Please output the entries below from the line that contains "Err(Error::InvalidRank(_))" through the final line, reproduced exactly and alone.

----- INPUT DATA

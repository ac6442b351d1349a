//! Reference floating-point operator implementations (ONNX semantics)
//!
//! Every implementation receives the assembled input slots (`None` for an
//! omitted optional input) plus the merged attributes, and returns its
//! outputs. Only single-output operators are supported by the quantized
//! wrappers; the returned `Vec` lets the caller verify that.

use super::attrs::Attrs;
use crate::error::{Error, Result};
use ndarray::{ArrayD, ArrayView2, Axis, Ix1, Ix2};

/// Signature shared by all reference implementations
pub type ReferenceImpl = fn(&[Option<ArrayD<f64>>], &Attrs) -> Result<Vec<ArrayD<f64>>>;

fn input<'a>(inputs: &'a [Option<ArrayD<f64>>], index: usize, name: &str) -> Result<&'a ArrayD<f64>> {
    inputs
        .get(index)
        .and_then(Option::as_ref)
        .ok_or_else(|| Error::ConfigError(format!("missing required input '{name}'")))
}

fn unary(inputs: &[Option<ArrayD<f64>>], f: impl Fn(f64) -> f64) -> Result<Vec<ArrayD<f64>>> {
    Ok(vec![input(inputs, 0, "x")?.mapv(f)])
}

pub fn sigmoid(inputs: &[Option<ArrayD<f64>>], _attrs: &Attrs) -> Result<Vec<ArrayD<f64>>> {
    unary(inputs, |x| 1.0 / (1.0 + (-x).exp()))
}

pub fn hard_sigmoid(inputs: &[Option<ArrayD<f64>>], attrs: &Attrs) -> Result<Vec<ArrayD<f64>>> {
    let alpha = attrs.get_f64("alpha")?;
    let beta = attrs.get_f64("beta")?;
    unary(inputs, |x| (alpha * x + beta).clamp(0.0, 1.0))
}

pub fn relu(inputs: &[Option<ArrayD<f64>>], _attrs: &Attrs) -> Result<Vec<ArrayD<f64>>> {
    unary(inputs, |x| x.max(0.0))
}

pub fn leaky_relu(inputs: &[Option<ArrayD<f64>>], attrs: &Attrs) -> Result<Vec<ArrayD<f64>>> {
    let alpha = attrs.get_f64("alpha")?;
    unary(inputs, |x| if x < 0.0 { alpha * x } else { x })
}

pub fn elu(inputs: &[Option<ArrayD<f64>>], attrs: &Attrs) -> Result<Vec<ArrayD<f64>>> {
    let alpha = attrs.get_f64("alpha")?;
    unary(inputs, |x| if x > 0.0 { x } else { alpha * (x.exp() - 1.0) })
}

pub fn selu(inputs: &[Option<ArrayD<f64>>], attrs: &Attrs) -> Result<Vec<ArrayD<f64>>> {
    let alpha = attrs.get_f64("alpha")?;
    let gamma = attrs.get_f64("gamma")?;
    unary(inputs, |x| {
        if x > 0.0 {
            gamma * x
        } else {
            gamma * (alpha * x.exp() - alpha)
        }
    })
}

pub fn celu(inputs: &[Option<ArrayD<f64>>], attrs: &Attrs) -> Result<Vec<ArrayD<f64>>> {
    let alpha = attrs.get_f64("alpha")?;
    if alpha == 0.0 {
        return Err(Error::ConfigError("Celu alpha must be non-zero".to_string()));
    }
    unary(inputs, |x| x.max(0.0) + (alpha * ((x / alpha).exp() - 1.0)).min(0.0))
}

pub fn tanh(inputs: &[Option<ArrayD<f64>>], _attrs: &Attrs) -> Result<Vec<ArrayD<f64>>> {
    unary(inputs, f64::tanh)
}

pub fn softplus(inputs: &[Option<ArrayD<f64>>], _attrs: &Attrs) -> Result<Vec<ArrayD<f64>>> {
    unary(inputs, |x| x.exp().ln_1p())
}

pub fn exp(inputs: &[Option<ArrayD<f64>>], _attrs: &Attrs) -> Result<Vec<ArrayD<f64>>> {
    unary(inputs, f64::exp)
}

fn scalar(value: &ArrayD<f64>) -> Result<f64> {
    match value.iter().next() {
        Some(&v) if value.len() == 1 => Ok(v),
        _ => Err(Error::ShapeMismatch {
            expected: vec![1],
            got: value.shape().to_vec(),
        }),
    }
}

pub fn clip(inputs: &[Option<ArrayD<f64>>], _attrs: &Attrs) -> Result<Vec<ArrayD<f64>>> {
    let x = input(inputs, 0, "x")?;
    let min = match inputs.get(1).and_then(Option::as_ref) {
        Some(v) => scalar(v)?,
        None => f64::NEG_INFINITY,
    };
    let max = match inputs.get(2).and_then(Option::as_ref) {
        Some(v) => scalar(v)?,
        None => f64::INFINITY,
    };
    Ok(vec![x.mapv(|v| v.max(min).min(max))])
}

/// View a 1-D or 2-D array as a matrix; 1-D arrays become a single row
pub(crate) fn as_matrix<A>(array: &ArrayD<A>) -> Result<ArrayView2<'_, A>> {
    let rank_error = || Error::InvalidRank(array.shape().to_vec());
    match array.ndim() {
        1 => array
            .view()
            .into_dimensionality::<Ix1>()
            .map(|v| v.insert_axis(Axis(0)))
            .map_err(|_| rank_error()),
        2 => array
            .view()
            .into_dimensionality::<Ix2>()
            .map_err(|_| rank_error()),
        _ => Err(rank_error()),
    }
}

/// `y = alpha * op(a) @ op(b) + beta * c`
pub fn gemm(inputs: &[Option<ArrayD<f64>>], attrs: &Attrs) -> Result<Vec<ArrayD<f64>>> {
    let alpha = attrs.get_f64("alpha")?;
    let beta = attrs.get_f64("beta")?;
    let trans_a = attrs.get_i64("transA")? != 0;
    let trans_b = attrs.get_i64("transB")? != 0;

    let mut a = as_matrix(input(inputs, 0, "a")?)?;
    let mut b = as_matrix(input(inputs, 1, "b")?)?;
    if trans_a {
        a = a.reversed_axes();
    }
    if trans_b {
        b = b.reversed_axes();
    }
    if a.ncols() != b.nrows() {
        return Err(Error::ShapeMismatch {
            expected: vec![a.nrows(), b.nrows()],
            got: vec![a.nrows(), a.ncols()],
        });
    }

    let mut y = a.dot(&b);
    if alpha != 1.0 {
        y *= alpha;
    }

    if let Some(c) = inputs.get(2).and_then(Option::as_ref) {
        if beta != 0.0 {
            let c = c.broadcast(y.raw_dim()).ok_or_else(|| Error::ShapeMismatch {
                expected: y.shape().to_vec(),
                got: c.shape().to_vec(),
            })?;
            y.scaled_add(beta, &c);
        }
    }

    Ok(vec![y.into_dyn()])
}

#[cfg(test)]
mod tests {
    use super::*;
    use crate::ops::attrs::AttrValue;
    use approx::assert_abs_diff_eq;
    use ndarray::{arr1, arr2};

    fn one(x: ArrayD<f64>) -> Vec<Option<ArrayD<f64>>> {
        vec![Some(x)]
    }

    fn attrs(pairs: &[(&str, AttrValue)]) -> Attrs {
        pairs.iter().map(|(k, v)| (k.to_string(), *v)).collect()
    }

    fn gemm_attrs(trans_a: i64, trans_b: i64, beta: f64) -> Attrs {
        attrs(&[
            ("alpha", AttrValue::Float(1.0)),
            ("beta", AttrValue::Float(beta)),
            ("transA", AttrValue::Int(trans_a)),
            ("transB", AttrValue::Int(trans_b)),
        ])
    }

    #[test]
    fn test_activations() {
        let x = arr1(&[-1.0, 0.0, 2.0]).into_dyn();
        let none = Attrs::new();

        let y = &relu(&one(x.clone()), &none).unwrap()[0];
        assert_eq!(y.as_slice().unwrap(), &[0.0, 0.0, 2.0]);

        let y = &sigmoid(&one(x.clone()), &none).unwrap()[0];
        assert_abs_diff_eq!(y[[1]], 0.5);

        let y = &tanh(&one(x.clone()), &none).unwrap()[0];
        assert_abs_diff_eq!(y[[2]], 2.0f64.tanh());

        let y = &softplus(&one(x.clone()), &none).unwrap()[0];
        assert_abs_diff_eq!(y[[1]], 2.0f64.ln(), epsilon = 1e-12);

        let y = &exp(&one(x), &none).unwrap()[0];
        assert_abs_diff_eq!(y[[0]], (-1.0f64).exp());
    }

    #[test]
    fn test_parameterized_activations() {
        let x = arr1(&[-2.0, 0.0, 3.0]).into_dyn();

        let y = &leaky_relu(&one(x.clone()), &attrs(&[("alpha", AttrValue::Float(0.1))])).unwrap()[0];
        assert_abs_diff_eq!(y[[0]], -0.2);
        assert_abs_diff_eq!(y[[2]], 3.0);

        let hs = attrs(&[("alpha", AttrValue::Float(0.2)), ("beta", AttrValue::Float(0.5))]);
        let y = &hard_sigmoid(&one(x.clone()), &hs).unwrap()[0];
        assert_abs_diff_eq!(y[[0]], 0.1);
        assert_abs_diff_eq!(y[[1]], 0.5);
        assert_abs_diff_eq!(y[[2]], 1.0);

        let y = &elu(&one(x.clone()), &attrs(&[("alpha", AttrValue::Float(1.0))])).unwrap()[0];
        assert_abs_diff_eq!(y[[0]], (-2.0f64).exp() - 1.0);

        let y = &celu(&one(x.clone()), &attrs(&[("alpha", AttrValue::Float(1.0))])).unwrap()[0];
        assert_abs_diff_eq!(y[[0]], (-2.0f64).exp() - 1.0);
        assert_abs_diff_eq!(y[[2]], 3.0);

        let s = attrs(&[("alpha", AttrValue::Float(1.5)), ("gamma", AttrValue::Float(2.0))]);
        let y = &selu(&one(x), &s).unwrap()[0];
        assert_abs_diff_eq!(y[[2]], 6.0);
        assert_abs_diff_eq!(y[[0]], 2.0 * (1.5 * (-2.0f64).exp() - 1.5));
    }

    #[test]
    fn test_clip_optional_bounds() {
        let x = arr1(&[-5.0, 0.5, 5.0]).into_dyn();
        let none = Attrs::new();

        let y = &clip(&[Some(x.clone()), None, None], &none).unwrap()[0];
        assert_eq!(y, &x);

        let lo = arr1(&[-1.0]).into_dyn();
        let hi = arr1(&[1.0]).into_dyn();
        let y = &clip(&[Some(x.clone()), Some(lo), Some(hi)], &none).unwrap()[0];
        assert_eq!(y.as_slice().unwrap(), &[-1.0, 0.5, 1.0]);

        let bad = arr1(&[1.0, 2.0]).into_dyn();
        assert!(clip(&[Some(x), Some(bad), None], &none).is_err());
    }

    #[test]
    fn test_gemm_plain() {
        let a = arr2(&[[1.0, 2.0], [3.0, 4.0]]).into_dyn();
        let b = arr2(&[[1.0, 0.0], [0.0, 2.0]]).into_dyn();
        let c = arr1(&[0.5, -0.5]).into_dyn();

        let y = &gemm(&[Some(a), Some(b), Some(c)], &gemm_attrs(0, 0, 1.0)).unwrap()[0];
        assert_eq!(y, &arr2(&[[1.5, 3.5], [3.5, 7.5]]).into_dyn());
    }

    #[test]
    fn test_gemm_shape_mismatch() {
        let a = arr2(&[[1.0, 3.0], [2.0, 4.0]]).into_dyn();
        let b = arr2(&[[1.0, 2.0, 3.0], [4.0, 5.0, 6.0]]).into_dyn();

        // a^T is 2x2 and b^T is 3x2
        let y = gemm(&[Some(a), Some(b), None], &gemm_attrs(1, 1, 0.0));
        assert!(matches!(y, Err(Error::ShapeMismatch { .. })));
    }

    #[test]
    fn test_gemm_beta_zero_ignores_bias() {
        let a = arr2(&[[1.0, 2.0]]).into_dyn();
        let b = arr2(&[[1.0], [1.0]]).into_dyn();
        let c = arr1(&[100.0]).into_dyn();

        let y = &gemm(&[Some(a), Some(b), Some(c)], &gemm_attrs(0, 0, 0.0)).unwrap()[0];
        assert_abs_diff_eq!(y[[0, 0]], 3.0);
    }

    #[test]
    fn test_gemm_rejects_rank_three() {
        let a = ArrayD::<f64>::zeros(ndarray::IxDyn(&[1, 1, 2]));
        let b = arr2(&[[1.0], [1.0]]).into_dyn();
        assert!(matches!(
            gemm(&[Some(a), Some(b), None], &gemm_attrs(0, 0, 1.0)),
            Err(Error::InvalidRank(_))
        ));
    }

    #[test]
    fn test_gemm_trans_b() {
        let a = arr2(&[[1.0, 2.0]]).into_dyn();
        let b = arr2(&[[1.0, 1.0], [2.0, 0.0], [0.0, 3.0]]).into_dyn();

        let y = &gemm(&[Some(a), Some(b), None], &gemm_attrs(0, 1, 1.0)).unwrap()[0];
        assert_eq!(y, &arr2(&[[3.0, 2.0, 6.0]]).into_dyn());
    }

    #[test]
    fn test_gemm_vector_input() {
        let a = arr1(&[1.0, 1.0]).into_dyn();
        let b = arr2(&[[2.0], [3.0]]).into_dyn();

        let y = &gemm(&[Some(a), Some(b), None], &gemm_attrs(0, 0, 1.0)).unwrap()[0];
        assert_eq!(y.shape(), &[1, 1]);
        assert_abs_diff_eq!(y[[0, 0]], 5.0);
    }

    #[test]
    fn test_missing_input() {
        assert!(matches!(
            relu(&[None], &Attrs::new()),
            Err(Error::ConfigError(_))
        ));
    }
}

----------

EXERCISE ANSWER.
            Err(Error::InvalidRank(_))
        ));
    }

    #[test]
    fn test_gemm_trans_b() {
        let a = arr2(&[[1.0, 2.0]]).into_dyn();
        let b = arr2(&[[1.0, 1.0], [2.0, 0.0], [0.0, 3.0]]).into_dyn();

        let y = &gemm(&[Some(a), Some(b), None], &gemm_attrs(0, 1, 1.0)).unwrap()[0];
        assert_eq!(y, &arr2(&[[3.0, 2.0, 6.0]]).into_dyn());
    }

    #[test]
    fn test_gemm_vector_input() {
        let a = arr1(&[1.0, 1.0]).into_dyn();
        let b = arr2(&[[2.0], [3.0]]).into_dyn();

        let y = &gemm(&[Some(a), Some(b), None], &gemm_attrs(0, 0, 1.0)).unwrap()[0];
        assert_eq!(y.shape(), &[1, 1]);
        assert_abs_diff_eq!(y[[0, 0]], 5.0);
    }

    #[test]
    fn test_missing_input() {
        assert!(matches!(
            relu(&[None], &Attrs::new()),
            Err(Error::ConfigError(_))
        ));
    }
}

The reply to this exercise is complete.